**Data for this exercise:**

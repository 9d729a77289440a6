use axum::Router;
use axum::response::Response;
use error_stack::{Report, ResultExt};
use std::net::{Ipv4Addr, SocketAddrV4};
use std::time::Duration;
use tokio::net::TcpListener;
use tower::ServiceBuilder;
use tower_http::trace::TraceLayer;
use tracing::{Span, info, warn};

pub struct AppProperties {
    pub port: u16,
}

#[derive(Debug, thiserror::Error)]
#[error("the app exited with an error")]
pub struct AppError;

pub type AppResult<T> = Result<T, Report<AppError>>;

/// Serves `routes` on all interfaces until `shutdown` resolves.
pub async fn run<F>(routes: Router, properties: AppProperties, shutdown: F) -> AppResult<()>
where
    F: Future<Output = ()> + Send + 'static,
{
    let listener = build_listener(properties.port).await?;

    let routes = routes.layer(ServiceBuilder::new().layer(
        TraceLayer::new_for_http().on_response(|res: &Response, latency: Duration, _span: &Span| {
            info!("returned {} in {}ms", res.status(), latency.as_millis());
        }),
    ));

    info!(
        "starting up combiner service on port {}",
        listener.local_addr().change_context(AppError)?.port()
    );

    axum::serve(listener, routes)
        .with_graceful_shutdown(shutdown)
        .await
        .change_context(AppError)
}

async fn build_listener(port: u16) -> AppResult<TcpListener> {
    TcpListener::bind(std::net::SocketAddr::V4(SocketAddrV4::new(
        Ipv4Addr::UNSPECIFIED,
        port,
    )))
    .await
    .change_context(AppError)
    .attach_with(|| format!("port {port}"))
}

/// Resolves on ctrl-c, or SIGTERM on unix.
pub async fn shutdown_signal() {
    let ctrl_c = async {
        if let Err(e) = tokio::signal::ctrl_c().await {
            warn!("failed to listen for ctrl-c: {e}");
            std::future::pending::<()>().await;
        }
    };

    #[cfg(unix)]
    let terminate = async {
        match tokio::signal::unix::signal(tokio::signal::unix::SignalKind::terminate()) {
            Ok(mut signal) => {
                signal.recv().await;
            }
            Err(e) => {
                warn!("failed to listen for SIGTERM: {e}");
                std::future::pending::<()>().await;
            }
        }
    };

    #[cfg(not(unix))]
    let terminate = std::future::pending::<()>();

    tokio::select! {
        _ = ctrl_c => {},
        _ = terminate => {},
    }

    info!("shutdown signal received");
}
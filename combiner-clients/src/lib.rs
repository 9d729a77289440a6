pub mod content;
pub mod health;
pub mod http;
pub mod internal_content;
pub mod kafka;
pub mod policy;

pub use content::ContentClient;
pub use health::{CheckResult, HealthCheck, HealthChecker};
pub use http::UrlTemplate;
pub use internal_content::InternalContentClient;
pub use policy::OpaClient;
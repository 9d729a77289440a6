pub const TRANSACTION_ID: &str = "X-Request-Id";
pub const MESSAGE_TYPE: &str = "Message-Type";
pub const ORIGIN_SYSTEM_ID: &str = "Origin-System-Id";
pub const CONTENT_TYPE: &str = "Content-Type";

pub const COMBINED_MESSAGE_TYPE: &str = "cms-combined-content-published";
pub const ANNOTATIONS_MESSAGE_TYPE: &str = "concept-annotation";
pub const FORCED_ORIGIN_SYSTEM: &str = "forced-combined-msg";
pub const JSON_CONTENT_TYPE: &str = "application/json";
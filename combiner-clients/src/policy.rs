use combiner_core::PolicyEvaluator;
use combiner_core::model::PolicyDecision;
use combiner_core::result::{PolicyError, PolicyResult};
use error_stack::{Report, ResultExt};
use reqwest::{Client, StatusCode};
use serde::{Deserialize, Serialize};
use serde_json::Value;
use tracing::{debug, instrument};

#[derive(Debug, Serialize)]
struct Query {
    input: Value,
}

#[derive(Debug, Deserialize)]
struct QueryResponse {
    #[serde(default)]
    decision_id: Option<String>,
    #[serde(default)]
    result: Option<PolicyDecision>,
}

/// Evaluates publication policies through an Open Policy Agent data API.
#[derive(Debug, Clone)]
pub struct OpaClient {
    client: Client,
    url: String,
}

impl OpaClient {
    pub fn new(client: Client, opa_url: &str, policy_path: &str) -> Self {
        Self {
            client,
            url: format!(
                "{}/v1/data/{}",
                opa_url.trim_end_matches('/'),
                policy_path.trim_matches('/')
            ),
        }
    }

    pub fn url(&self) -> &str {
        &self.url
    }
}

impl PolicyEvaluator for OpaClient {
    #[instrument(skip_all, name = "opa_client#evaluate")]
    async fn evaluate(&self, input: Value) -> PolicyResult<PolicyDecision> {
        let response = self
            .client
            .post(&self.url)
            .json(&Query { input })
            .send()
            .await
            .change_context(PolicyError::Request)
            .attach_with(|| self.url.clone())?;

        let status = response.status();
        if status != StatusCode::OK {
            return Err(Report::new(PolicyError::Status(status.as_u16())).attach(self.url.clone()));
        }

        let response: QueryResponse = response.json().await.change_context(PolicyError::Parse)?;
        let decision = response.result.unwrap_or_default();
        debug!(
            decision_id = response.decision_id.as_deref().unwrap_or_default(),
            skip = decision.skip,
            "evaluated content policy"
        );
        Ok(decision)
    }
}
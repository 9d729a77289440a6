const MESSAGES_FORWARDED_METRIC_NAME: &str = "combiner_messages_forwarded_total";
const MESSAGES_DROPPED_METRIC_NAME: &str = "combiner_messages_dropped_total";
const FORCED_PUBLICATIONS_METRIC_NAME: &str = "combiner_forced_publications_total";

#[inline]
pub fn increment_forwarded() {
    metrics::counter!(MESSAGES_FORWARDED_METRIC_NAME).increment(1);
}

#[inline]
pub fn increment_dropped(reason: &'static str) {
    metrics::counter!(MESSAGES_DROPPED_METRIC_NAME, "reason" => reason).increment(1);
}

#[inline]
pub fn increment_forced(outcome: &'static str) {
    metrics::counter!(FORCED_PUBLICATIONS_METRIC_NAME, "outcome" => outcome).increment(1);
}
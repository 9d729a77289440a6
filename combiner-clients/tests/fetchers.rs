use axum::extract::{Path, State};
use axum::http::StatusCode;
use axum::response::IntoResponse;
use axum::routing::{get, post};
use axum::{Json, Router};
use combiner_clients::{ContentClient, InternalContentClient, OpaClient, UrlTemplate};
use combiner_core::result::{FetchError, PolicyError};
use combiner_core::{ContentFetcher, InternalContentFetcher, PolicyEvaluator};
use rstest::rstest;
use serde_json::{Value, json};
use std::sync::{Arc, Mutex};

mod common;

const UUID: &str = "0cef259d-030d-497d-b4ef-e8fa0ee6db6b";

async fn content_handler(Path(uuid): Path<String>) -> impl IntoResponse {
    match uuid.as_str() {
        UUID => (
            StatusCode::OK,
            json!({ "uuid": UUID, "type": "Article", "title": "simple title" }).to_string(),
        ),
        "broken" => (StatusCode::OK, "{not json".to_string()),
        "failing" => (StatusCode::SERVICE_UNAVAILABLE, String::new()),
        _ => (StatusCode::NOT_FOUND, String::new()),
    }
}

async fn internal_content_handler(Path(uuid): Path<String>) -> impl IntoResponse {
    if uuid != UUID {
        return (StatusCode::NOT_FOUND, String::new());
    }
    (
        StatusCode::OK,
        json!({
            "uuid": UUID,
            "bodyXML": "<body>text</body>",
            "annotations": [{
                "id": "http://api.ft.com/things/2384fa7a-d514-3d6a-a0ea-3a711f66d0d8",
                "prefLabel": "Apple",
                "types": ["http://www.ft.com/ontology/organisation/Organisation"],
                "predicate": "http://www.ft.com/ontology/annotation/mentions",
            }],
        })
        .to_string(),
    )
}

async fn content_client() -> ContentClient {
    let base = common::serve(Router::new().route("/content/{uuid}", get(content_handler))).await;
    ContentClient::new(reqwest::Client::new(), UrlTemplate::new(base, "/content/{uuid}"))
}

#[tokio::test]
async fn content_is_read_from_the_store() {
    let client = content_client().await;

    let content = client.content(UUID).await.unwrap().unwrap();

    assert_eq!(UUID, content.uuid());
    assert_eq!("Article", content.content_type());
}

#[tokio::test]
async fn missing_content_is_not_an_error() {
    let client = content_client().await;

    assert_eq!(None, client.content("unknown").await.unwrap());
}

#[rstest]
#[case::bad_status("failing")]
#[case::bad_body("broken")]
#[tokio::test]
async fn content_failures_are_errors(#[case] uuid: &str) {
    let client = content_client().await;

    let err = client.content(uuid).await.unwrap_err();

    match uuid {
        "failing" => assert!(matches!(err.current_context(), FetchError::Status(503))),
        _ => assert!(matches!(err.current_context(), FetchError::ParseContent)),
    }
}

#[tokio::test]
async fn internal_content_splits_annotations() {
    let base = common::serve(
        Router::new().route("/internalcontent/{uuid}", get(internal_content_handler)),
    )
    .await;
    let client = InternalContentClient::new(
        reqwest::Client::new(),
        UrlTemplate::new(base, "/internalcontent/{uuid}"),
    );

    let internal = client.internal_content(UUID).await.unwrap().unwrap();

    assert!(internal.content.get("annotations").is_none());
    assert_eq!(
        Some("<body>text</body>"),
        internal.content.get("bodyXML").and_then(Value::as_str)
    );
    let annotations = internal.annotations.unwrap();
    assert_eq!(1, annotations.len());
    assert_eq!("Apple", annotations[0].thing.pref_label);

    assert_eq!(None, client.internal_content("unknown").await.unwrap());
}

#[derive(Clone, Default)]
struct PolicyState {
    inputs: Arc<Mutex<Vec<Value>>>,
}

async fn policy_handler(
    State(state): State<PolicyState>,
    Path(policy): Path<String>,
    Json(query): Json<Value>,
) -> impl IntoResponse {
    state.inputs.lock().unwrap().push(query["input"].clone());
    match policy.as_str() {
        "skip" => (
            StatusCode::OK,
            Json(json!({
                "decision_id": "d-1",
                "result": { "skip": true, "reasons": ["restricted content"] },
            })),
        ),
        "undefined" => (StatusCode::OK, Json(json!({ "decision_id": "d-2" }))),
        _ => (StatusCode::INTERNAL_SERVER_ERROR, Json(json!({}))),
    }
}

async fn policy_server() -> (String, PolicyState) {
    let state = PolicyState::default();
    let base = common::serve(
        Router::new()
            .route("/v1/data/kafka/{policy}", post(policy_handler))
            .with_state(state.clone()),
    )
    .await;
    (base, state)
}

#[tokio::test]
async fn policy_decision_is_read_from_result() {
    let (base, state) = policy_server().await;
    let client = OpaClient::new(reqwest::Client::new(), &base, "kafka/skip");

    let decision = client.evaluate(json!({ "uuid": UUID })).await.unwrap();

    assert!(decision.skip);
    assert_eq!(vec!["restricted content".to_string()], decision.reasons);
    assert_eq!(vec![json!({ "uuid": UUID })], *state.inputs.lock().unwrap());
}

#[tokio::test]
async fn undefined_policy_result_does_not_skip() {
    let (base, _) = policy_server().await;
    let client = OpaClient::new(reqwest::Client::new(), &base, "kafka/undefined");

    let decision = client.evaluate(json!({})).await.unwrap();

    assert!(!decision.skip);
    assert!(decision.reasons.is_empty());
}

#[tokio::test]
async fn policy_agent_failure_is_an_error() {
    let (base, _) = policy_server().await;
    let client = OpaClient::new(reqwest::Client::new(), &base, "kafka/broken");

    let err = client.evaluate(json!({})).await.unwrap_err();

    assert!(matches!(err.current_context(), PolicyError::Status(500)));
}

**Work task:**
Where does "Duration" occur in the data? Copy each line that has it.

**Worked solution:**
use std::time::Duration;
        TraceLayer::new_for_http().on_response(|res: &Response, latency: Duration, _span: &Span| {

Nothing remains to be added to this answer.